Saved data entries:
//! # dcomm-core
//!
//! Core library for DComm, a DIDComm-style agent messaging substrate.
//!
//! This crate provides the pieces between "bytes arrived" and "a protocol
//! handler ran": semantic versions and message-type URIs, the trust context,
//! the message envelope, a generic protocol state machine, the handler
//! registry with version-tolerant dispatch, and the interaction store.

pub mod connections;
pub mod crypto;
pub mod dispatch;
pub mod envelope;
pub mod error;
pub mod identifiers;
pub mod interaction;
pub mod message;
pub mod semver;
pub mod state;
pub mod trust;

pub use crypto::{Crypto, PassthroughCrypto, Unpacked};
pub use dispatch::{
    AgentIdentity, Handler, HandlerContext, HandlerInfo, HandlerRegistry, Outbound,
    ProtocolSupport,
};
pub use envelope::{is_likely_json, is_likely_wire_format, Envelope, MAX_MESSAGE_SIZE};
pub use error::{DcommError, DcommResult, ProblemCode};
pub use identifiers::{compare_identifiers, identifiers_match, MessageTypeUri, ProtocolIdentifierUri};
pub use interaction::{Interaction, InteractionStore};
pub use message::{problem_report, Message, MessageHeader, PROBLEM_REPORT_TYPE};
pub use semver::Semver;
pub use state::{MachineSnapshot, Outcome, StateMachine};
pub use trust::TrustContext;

--

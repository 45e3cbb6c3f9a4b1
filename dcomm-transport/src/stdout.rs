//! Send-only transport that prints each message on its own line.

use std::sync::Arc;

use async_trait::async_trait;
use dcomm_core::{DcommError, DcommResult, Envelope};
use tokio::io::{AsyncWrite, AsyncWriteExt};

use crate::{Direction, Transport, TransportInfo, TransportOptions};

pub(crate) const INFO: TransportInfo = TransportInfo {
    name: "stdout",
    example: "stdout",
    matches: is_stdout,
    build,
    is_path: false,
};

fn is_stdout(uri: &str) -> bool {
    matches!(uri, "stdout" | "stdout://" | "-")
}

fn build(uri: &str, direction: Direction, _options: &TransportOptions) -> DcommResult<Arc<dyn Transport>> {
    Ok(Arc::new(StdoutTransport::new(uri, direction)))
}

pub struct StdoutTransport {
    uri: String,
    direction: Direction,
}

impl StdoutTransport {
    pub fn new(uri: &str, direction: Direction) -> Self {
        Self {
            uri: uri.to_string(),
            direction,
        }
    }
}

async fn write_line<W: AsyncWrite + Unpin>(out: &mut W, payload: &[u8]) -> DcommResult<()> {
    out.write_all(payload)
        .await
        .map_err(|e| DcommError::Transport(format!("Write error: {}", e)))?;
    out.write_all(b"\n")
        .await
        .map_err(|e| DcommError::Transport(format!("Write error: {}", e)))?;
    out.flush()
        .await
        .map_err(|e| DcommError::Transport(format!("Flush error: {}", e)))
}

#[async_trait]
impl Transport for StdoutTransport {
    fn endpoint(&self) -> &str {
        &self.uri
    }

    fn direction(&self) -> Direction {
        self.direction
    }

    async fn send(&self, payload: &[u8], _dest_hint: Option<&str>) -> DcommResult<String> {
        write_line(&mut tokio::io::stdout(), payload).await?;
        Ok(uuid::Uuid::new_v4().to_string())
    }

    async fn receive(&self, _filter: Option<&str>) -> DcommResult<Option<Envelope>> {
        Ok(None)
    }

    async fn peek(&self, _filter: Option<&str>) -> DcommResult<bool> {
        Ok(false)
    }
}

• REQUIREMENT
Filter the entries down to the lines with the word "StdoutTransport" in them, and copy those lines.

• ANSWER FOR THIS EXERCISE
    Ok(Arc::new(StdoutTransport::new(uri, direction)))
pub struct StdoutTransport {
impl StdoutTransport {
impl Transport for StdoutTransport {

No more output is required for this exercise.